Pennsylvania’s restaurant restrictions are sustained
Pennsylvania’s House of Representatives failed by two votes to override Gov. Tom Wolf’s veto of a measure that prevented the state from lowering restaurants’ indoor service limits below 50% of capacity. The legislation, passed by wide margins in both the House and the state Senate, would have also opened a way for establishments abiding by recommended safety protocols to raise their indoor seating limits, and removed the requirement that alcohol could only be sold for onsite consumption if it was ordered with food.

The legislation had been championed by the state’s restaurant industry.

“The failure to pass HB 2513 is devastating to the long-term survival of the restaurant, private event, and lodging industries,” John Longstreet, CEO of the Pennsylvania Restaurant and Lodging Association, said in a prepared response to the failed veto override. “While the PRLA is grateful to the legislators who stood firm with the industry, we are incredibly disappointed in those who succumbed to misinformation and pressure from the Wolf administration and chose to change their votes.”

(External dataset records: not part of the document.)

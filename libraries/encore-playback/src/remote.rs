//! Now-playing surface and external transport commands

use encore_core::SourceId;
use serde::{Deserialize, Serialize};

/// What lock-screen style surfaces display
#[derive(Debug, Clone, PartialEq, Default, Serialize, Deserialize)]
pub struct NowPlaying {
    pub source: Option<SourceId>,
    pub title: Option<String>,
    pub show_title: Option<String>,
    /// Seconds
    pub elapsed: f64,
    /// Seconds, when known and finite
    pub duration: Option<f64>,
    pub is_playing: bool,
}

impl NowPlaying {
    /// Nothing active
    pub fn idle() -> Self {
        Self::default()
    }
}

/// Transport command from a system remote-control surface
///
/// Routed to whichever source is active.
#[derive(Debug, Clone, Copy, PartialEq, Serialize, Deserialize)]
pub enum RemoteCommand {
    Play,
    Pause,
    TogglePlayPause,
    /// No-op on the last track
    Next,
    /// No-op on the first track
    Previous,
    /// Absolute position in seconds
    Seek(f64),
}
//! Locator construction and filename heuristics.

use url::Url;

/// Check that a base URL can carry `<folder>/<filename>` segments
pub fn validate_base(base: &str) -> Result<Url, String> {
    let url = Url::parse(base.trim()).map_err(|e| format!("{base}: {e}"))?;
    if !matches!(url.scheme(), "http" | "https") {
        return Err(format!("{base}: scheme must be http or https"));
    }
    if url.cannot_be_a_base() {
        return Err(format!("{base}: cannot be a base"));
    }
    Ok(url)
}

/// Build `<base>/<folder>/<filename>` with every segment percent-encoded
///
/// `filename` may contain `/`-separated subdirectories. Empty, `.` and `..`
/// segments are rejected rather than normalized.
pub fn build_locator(base: &Url, folder: &str, filename: &str) -> Result<Url, String> {
    let folder = folder.trim();
    if folder.is_empty() {
        return Err("empty show folder".to_string());
    }
    check_segment(folder)?;

    if filename.trim().is_empty() {
        return Err("empty filename".to_string());
    }
    let segments: Vec<&str> = filename.split('/').collect();
    for segment in &segments {
        check_segment(segment)?;
    }

    let mut url = base.clone();
    {
        let mut path = url
            .path_segments_mut()
            .map_err(|()| "base cannot carry path segments".to_string())?;
        path.pop_if_empty().push(folder);
        for segment in segments {
            path.push(segment);
        }
    }
    Ok(url)
}

/// Parse an explicit per-track locator
pub fn parse_override(raw: &str) -> Result<Url, String> {
    let url = Url::parse(raw.trim()).map_err(|e| format!("invalid locator {raw:?}: {e}"))?;
    if !matches!(url.scheme(), "http" | "https") {
        return Err(format!("unsupported scheme {:?}", url.scheme()));
    }
    if url.host_str().map_or(true, str::is_empty) {
        return Err(format!("locator {raw:?} has no host"));
    }
    Ok(url)
}

fn check_segment(segment: &str) -> Result<(), String> {
    match segment {
        "" => Err("empty path segment".to_string()),
        "." | ".." => Err(format!("relative path segment {segment:?}")),
        s if s.chars().any(char::is_control) => Err("control character in path".to_string()),
        _ => Ok(()),
    }
}

/// Guess whether a file holds a whole set rather than one song
///
/// Per-song files carry a track or disc marker: `t01`, `d1t01`, `track3`,
/// or a leading track number (`01 Jack Straw.mp3`). A file with none of
/// these is probably a long single recording.
pub fn is_likely_large_single_file(filename: &str) -> bool {
    let name = filename.rsplit('/').next().unwrap_or(filename);
    let stem = name.rsplit_once('.').map_or(name, |(stem, _)| stem);
    let stem = stem.to_ascii_lowercase();
    !has_track_marker(&stem)
}

fn has_track_marker(stem: &str) -> bool {
    let bytes = stem.as_bytes();

    if bytes.first().is_some_and(u8::is_ascii_digit) {
        return true;
    }
    if stem
        .match_indices("track")
        .any(|(at, _)| bytes.get(at + 5).is_some_and(u8::is_ascii_digit))
    {
        return true;
    }

    for (i, &b) in bytes.iter().enumerate() {
        let next_is_digit = bytes.get(i + 1).is_some_and(u8::is_ascii_digit);
        if !next_is_digit {
            continue;
        }
        // `t01` at a word boundary or after a disc number (`d2t01`)
        if b == b't' && (i == 0 || !bytes[i - 1].is_ascii_alphabetic()) {
            return true;
        }
        // `d2t`, `d12t`
        if b == b'd' {
            let digits_end = bytes[i + 1..]
                .iter()
                .position(|c| !c.is_ascii_digit())
                .map_or(bytes.len(), |p| i + 1 + p);
            if bytes.get(digits_end) == Some(&b't') {
                return true;
            }
        }
    }
    false
}

#[cfg(test)]
mod tests {
    use super::*;

    fn base() -> Url {
        validate_base("https://archive.org/download").unwrap()
    }

    #[test]
    fn percent_encodes_filename() {
        let url = build_locator(&base(), "jg1976-07-18", "01 Sugaree #2.mp3").unwrap();
        assert_eq!(
            url.as_str(),
            "https://archive.org/download/jg1976-07-18/01%20Sugaree%20%232.mp3"
        );
    }

    #[test]
    fn keeps_subdirectories_as_segments() {
        let url = build_locator(&base(), "show", "disc1/t01.mp3").unwrap();
        assert_eq!(url.path(), "/download/show/disc1/t01.mp3");
    }

    #[test]
    fn trailing_slash_base_does_not_double_up() {
        let base = validate_base("https://archive.org/download/").unwrap();
        let url = build_locator(&base, "show", "t01.mp3").unwrap();
        assert_eq!(url.path(), "/download/show/t01.mp3");
    }

    #[test]
    fn rejects_bad_segments() {
        assert!(build_locator(&base(), "show", "").is_err());
        assert!(build_locator(&base(), "show", "..").is_err());
        assert!(build_locator(&base(), "show", "a//b.mp3").is_err());
        assert!(build_locator(&base(), "", "t01.mp3").is_err());
    }

    #[test]
    fn rejects_unusable_bases() {
        assert!(validate_base("ftp://archive.org/download").is_err());
        assert!(validate_base("mailto:someone@example.org").is_err());
        assert!(validate_base("not a url").is_err());
    }

    #[test]
    fn override_requires_http_host() {
        assert!(parse_override("https://cdn.example.org/a.mp3").is_ok());
        assert!(parse_override("file:///tmp/a.mp3").is_err());
        assert!(parse_override("https://").is_err());
    }

    #[test]
    fn track_markers_mean_per_song_files() {
        for name in [
            "gd77-05-08d2t01.mp3",
            "jgb1976-07-18t03.mp3",
            "track7.mp3",
            "01 Sugaree.mp3",
            "gd1977-05-08 t12.mp3",
        ] {
            assert!(!is_likely_large_single_file(name), "{name}");
        }
    }

    #[test]
    fn unmarked_files_are_large_single_files() {
        for name in ["gd1977-05-08set1.mp3", "jgb-1976-complete.mp3", "sbd.mp3"] {
            assert!(is_likely_large_single_file(name), "{name}");
        }
    }
}
//! Show catalogs.
//!
//! A catalog turns a show identifier into a `ShowListing` and owns the
//! resolver that turns that listing into a playlist.

mod archive;
mod bundled;

pub use archive::ArchiveCatalog;
pub use bundled::{BundledShow, StaticCatalog};

use crate::error::Result;
use crate::listing::ShowListing;
use crate::resolver::ResourceResolver;
use async_trait::async_trait;
use encore_core::{Playlist, ShowId};

/// Source of show listings for one content source
#[async_trait]
pub trait ShowCatalog: Send + Sync {
    /// Fetch the ordered file listing for a show
    async fn listing(&self, show: &ShowId) -> Result<ShowListing>;

    fn resolver(&self) -> &ResourceResolver;

    /// Fetch and resolve a show, requiring `start_index` to be playable
    async fn resolve(&self, show: &ShowId, start_index: usize) -> Result<Playlist> {
        let listing = self.listing(show).await?;
        Ok(self.resolver().resolve(show, &listing, start_index)?)
    }
}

Chicago suspends indoor bar seating again
With infection rates soaring among young people, Chicago Mayor Lori Lightfoot announced today that her city will halt indoor service at taverns and bars that don't serve food. Those facilities had been permitted to use up to 25% of their indoor seating. But investigations by city health authorities found that caps on party sizes and the requirement that patrons wear masks were not being heeded. 

Lightfoot said there's no reason to lower capacity limits right now on restaurants, which are currently allowed to use 50% of their dining rooms. But "if
f we don’t see some drastic changes soon, we may have to take other measures," she said.